**ASSIGNMENT:** Within the records below is a range that opens at the line with "filename tests/prop_edit.rs" and closes at the line with "y < my + sy". Return that range word for word, both ends included, and only that range.
BEGIN SUPPLIED MATERIAL
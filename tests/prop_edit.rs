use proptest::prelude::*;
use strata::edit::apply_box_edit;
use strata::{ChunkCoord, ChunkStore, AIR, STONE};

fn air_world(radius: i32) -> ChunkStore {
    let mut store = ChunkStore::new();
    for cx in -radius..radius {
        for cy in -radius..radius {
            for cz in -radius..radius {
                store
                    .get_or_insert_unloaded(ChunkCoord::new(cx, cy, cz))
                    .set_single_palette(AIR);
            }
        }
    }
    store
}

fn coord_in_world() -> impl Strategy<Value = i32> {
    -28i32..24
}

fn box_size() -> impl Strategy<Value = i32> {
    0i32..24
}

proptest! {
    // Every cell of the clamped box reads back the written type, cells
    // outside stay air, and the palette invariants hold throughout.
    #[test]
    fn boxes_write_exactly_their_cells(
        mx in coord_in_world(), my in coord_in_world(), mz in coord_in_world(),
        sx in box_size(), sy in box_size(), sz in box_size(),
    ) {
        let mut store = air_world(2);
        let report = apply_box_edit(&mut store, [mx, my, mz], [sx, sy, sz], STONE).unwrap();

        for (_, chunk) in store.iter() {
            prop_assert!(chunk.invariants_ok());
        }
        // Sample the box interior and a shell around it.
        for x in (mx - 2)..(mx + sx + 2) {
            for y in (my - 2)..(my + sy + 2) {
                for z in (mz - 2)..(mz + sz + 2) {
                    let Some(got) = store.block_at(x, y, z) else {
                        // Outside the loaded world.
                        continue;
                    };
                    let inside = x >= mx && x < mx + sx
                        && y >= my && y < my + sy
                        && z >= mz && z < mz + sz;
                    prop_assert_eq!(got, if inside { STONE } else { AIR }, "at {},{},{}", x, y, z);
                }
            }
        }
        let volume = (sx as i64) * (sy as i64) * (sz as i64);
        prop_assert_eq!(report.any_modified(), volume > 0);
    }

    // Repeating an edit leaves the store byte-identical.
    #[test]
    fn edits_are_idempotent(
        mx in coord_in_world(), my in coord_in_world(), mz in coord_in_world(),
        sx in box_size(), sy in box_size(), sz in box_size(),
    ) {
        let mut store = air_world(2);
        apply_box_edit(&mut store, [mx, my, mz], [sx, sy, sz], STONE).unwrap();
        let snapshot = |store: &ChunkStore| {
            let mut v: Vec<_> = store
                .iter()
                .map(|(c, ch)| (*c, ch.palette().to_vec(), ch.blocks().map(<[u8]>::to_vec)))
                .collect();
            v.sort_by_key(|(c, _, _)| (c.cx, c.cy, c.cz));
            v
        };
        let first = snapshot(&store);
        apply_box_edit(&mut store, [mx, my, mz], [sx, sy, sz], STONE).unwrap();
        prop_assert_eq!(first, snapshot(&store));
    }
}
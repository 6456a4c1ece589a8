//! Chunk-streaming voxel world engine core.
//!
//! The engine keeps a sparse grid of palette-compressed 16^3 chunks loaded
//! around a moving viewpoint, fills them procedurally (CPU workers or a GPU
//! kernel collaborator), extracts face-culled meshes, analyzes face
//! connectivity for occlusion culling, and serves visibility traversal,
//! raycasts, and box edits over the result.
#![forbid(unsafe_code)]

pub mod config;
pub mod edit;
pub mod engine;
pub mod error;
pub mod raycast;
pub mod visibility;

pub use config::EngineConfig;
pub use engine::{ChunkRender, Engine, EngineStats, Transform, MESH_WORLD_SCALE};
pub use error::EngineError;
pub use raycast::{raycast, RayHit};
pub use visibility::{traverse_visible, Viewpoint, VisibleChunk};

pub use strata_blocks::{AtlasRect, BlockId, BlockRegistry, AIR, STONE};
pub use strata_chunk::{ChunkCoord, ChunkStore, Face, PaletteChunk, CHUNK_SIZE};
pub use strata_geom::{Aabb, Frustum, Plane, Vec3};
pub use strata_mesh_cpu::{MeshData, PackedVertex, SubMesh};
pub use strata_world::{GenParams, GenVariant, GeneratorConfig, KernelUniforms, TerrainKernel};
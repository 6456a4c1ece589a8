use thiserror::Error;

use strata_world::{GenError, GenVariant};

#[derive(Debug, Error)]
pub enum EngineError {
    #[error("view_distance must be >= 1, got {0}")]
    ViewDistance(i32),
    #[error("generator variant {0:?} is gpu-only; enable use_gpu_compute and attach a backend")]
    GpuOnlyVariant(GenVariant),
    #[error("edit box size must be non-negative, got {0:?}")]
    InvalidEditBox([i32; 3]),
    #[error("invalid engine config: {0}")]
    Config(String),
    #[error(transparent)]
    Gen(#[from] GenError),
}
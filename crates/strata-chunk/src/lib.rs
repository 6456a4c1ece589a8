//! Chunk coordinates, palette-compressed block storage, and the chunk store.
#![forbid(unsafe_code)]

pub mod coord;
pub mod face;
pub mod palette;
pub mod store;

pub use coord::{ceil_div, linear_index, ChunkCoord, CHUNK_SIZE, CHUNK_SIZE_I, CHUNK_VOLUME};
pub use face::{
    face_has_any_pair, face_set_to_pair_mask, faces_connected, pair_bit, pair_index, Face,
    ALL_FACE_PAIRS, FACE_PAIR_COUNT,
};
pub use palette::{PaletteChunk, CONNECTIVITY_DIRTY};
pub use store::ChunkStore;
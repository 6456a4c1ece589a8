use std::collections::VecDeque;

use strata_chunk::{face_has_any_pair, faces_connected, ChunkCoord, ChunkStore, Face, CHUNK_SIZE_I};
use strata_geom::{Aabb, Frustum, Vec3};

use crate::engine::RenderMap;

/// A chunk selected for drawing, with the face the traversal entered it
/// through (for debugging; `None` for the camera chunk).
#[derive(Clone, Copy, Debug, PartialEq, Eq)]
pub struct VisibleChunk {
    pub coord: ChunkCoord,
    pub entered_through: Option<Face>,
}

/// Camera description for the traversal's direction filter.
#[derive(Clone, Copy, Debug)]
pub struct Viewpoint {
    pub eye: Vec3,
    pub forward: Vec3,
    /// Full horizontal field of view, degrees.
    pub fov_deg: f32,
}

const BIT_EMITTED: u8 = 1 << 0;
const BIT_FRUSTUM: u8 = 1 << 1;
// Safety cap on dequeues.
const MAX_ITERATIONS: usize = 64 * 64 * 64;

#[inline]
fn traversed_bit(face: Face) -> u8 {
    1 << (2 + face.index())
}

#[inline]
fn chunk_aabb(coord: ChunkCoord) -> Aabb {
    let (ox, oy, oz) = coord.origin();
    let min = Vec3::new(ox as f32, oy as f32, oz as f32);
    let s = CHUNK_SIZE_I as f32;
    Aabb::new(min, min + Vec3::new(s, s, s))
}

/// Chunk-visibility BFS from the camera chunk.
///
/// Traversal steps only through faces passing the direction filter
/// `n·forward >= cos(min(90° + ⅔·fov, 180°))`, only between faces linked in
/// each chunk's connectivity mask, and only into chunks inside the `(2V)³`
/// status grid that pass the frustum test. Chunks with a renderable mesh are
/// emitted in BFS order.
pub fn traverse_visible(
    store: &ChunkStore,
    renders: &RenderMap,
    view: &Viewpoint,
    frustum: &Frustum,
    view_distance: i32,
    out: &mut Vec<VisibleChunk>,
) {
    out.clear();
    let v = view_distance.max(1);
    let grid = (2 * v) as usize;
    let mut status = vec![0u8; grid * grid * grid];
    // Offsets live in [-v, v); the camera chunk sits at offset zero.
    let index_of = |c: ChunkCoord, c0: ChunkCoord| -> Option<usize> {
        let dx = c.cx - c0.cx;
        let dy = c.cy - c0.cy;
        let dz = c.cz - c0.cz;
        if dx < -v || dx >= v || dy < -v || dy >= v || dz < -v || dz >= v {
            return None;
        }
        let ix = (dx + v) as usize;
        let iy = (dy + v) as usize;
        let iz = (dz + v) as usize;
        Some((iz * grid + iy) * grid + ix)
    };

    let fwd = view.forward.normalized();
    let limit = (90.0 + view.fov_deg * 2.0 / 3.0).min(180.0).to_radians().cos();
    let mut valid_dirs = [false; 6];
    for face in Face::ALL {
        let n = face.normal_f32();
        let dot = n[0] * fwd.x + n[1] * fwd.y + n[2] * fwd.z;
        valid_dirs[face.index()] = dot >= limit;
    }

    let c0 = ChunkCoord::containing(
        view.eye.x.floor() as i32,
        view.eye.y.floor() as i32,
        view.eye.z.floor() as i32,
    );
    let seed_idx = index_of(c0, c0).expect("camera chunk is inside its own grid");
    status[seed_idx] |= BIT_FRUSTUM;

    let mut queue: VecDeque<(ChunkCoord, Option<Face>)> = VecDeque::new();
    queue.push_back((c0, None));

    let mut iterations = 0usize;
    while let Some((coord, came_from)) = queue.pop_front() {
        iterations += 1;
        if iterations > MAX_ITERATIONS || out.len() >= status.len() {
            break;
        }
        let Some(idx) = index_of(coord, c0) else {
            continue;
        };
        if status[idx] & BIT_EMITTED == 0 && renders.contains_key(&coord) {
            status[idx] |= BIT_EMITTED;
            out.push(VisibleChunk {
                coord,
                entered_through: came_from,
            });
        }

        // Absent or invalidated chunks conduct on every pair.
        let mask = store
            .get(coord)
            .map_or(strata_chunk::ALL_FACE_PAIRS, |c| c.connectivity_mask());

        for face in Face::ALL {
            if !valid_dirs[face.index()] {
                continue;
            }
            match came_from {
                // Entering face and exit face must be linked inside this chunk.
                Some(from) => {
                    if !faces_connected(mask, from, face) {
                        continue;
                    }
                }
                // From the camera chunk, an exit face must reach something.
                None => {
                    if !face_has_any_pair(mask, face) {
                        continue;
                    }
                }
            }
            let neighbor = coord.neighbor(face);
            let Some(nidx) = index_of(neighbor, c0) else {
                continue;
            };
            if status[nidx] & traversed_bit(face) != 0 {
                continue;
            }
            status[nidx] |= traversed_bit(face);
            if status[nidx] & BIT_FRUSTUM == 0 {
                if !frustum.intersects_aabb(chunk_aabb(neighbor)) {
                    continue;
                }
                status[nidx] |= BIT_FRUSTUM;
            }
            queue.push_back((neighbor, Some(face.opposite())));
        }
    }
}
END SUPPLIED MATERIAL
BEGIN SUPPLIED MATERIAL
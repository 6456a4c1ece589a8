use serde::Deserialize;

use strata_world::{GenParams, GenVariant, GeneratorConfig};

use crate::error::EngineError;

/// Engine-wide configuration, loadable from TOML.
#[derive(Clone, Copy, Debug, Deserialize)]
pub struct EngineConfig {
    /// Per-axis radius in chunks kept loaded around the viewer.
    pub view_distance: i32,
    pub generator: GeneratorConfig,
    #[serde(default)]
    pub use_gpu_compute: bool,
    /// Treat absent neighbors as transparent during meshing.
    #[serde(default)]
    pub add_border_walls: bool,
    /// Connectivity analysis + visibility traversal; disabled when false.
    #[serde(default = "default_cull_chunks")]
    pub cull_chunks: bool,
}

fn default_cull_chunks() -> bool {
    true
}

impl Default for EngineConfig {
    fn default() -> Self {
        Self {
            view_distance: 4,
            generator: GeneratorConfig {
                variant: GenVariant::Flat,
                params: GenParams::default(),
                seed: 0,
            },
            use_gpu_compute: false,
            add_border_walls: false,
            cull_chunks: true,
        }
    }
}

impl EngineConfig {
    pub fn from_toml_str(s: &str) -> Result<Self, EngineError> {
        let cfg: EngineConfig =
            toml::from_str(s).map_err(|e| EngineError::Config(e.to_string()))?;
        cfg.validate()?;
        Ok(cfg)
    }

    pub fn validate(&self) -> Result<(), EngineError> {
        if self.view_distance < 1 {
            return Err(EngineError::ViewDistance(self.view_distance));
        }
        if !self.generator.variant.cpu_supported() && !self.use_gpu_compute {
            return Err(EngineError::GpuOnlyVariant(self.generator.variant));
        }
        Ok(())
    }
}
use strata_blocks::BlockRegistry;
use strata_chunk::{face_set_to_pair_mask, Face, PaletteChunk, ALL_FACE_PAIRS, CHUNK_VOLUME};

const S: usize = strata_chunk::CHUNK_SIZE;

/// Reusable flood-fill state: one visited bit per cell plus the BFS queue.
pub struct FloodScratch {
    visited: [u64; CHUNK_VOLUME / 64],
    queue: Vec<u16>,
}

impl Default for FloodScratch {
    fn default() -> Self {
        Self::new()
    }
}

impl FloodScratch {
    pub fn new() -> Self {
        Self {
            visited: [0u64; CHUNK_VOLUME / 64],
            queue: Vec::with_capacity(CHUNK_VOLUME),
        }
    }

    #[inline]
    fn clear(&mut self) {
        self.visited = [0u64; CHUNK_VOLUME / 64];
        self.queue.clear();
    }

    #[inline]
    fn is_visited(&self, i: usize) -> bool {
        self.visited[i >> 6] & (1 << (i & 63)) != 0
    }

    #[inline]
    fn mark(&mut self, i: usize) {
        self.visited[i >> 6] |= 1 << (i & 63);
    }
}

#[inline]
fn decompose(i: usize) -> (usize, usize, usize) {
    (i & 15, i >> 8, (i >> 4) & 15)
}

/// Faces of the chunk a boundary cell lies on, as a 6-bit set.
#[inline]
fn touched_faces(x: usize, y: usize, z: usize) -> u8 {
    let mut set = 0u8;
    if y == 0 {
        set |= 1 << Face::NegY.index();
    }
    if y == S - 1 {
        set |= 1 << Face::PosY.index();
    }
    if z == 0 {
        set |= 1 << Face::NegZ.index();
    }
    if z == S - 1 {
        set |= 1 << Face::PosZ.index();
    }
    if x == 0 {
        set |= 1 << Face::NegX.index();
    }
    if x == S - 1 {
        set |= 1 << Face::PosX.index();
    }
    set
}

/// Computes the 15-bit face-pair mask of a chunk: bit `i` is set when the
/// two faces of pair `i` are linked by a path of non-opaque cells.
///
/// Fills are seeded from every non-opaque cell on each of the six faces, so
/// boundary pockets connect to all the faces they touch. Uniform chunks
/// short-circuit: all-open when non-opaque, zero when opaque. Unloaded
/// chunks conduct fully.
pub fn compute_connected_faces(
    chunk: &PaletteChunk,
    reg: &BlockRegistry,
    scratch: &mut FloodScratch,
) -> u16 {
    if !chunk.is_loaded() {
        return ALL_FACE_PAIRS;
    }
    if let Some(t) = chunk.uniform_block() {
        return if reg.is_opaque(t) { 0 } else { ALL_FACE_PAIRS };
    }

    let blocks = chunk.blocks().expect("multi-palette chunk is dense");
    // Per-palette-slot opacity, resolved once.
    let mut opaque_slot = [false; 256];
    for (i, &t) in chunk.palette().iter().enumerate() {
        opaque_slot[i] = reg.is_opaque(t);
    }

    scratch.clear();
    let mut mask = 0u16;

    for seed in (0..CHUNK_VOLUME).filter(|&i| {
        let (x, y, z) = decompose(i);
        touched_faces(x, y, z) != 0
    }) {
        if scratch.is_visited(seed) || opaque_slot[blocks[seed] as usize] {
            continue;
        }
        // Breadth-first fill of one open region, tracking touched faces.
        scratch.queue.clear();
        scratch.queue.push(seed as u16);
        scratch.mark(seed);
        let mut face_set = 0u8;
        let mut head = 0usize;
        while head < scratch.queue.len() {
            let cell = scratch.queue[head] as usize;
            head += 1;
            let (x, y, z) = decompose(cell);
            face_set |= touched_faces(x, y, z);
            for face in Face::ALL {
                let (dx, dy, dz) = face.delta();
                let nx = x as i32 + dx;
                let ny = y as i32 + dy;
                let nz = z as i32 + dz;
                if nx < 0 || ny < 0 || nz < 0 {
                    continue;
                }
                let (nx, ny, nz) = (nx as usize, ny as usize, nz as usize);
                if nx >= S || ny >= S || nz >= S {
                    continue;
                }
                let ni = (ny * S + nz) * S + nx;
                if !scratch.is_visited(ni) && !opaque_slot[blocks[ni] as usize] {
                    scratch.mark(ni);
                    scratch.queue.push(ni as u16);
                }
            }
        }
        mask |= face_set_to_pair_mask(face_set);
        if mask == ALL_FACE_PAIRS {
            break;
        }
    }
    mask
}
END SUPPLIED MATERIAL
**EXERCISE RESPONSE:**
filename tests/prop_edit.rs
use proptest::prelude::*;
use strata::edit::apply_box_edit;
use strata::{ChunkCoord, ChunkStore, AIR, STONE};

fn air_world(radius: i32) -> ChunkStore {
    let mut store = ChunkStore::new();
    for cx in -radius..radius {
        for cy in -radius..radius {
            for cz in -radius..radius {
                store
                    .get_or_insert_unloaded(ChunkCoord::new(cx, cy, cz))
                    .set_single_palette(AIR);
            }
        }
    }
    store
}

fn coord_in_world() -> impl Strategy<Value = i32> {
    -28i32..24
}

fn box_size() -> impl Strategy<Value = i32> {
    0i32..24
}

proptest! {
    // Every cell of the clamped box reads back the written type, cells
    // outside stay air, and the palette invariants hold throughout.
    #[test]
    fn boxes_write_exactly_their_cells(
        mx in coord_in_world(), my in coord_in_world(), mz in coord_in_world(),
        sx in box_size(), sy in box_size(), sz in box_size(),
    ) {
        let mut store = air_world(2);
        let report = apply_box_edit(&mut store, [mx, my, mz], [sx, sy, sz], STONE).unwrap();

        for (_, chunk) in store.iter() {
            prop_assert!(chunk.invariants_ok());
        }
        // Sample the box interior and a shell around it.
        for x in (mx - 2)..(mx + sx + 2) {
            for y in (my - 2)..(my + sy + 2) {
                for z in (mz - 2)..(mz + sz + 2) {
                    let Some(got) = store.block_at(x, y, z) else {
                        // Outside the loaded world.
                        continue;
                    };
                    let inside = x >= mx && x < mx + sx
                        && y >= my && y < my + sy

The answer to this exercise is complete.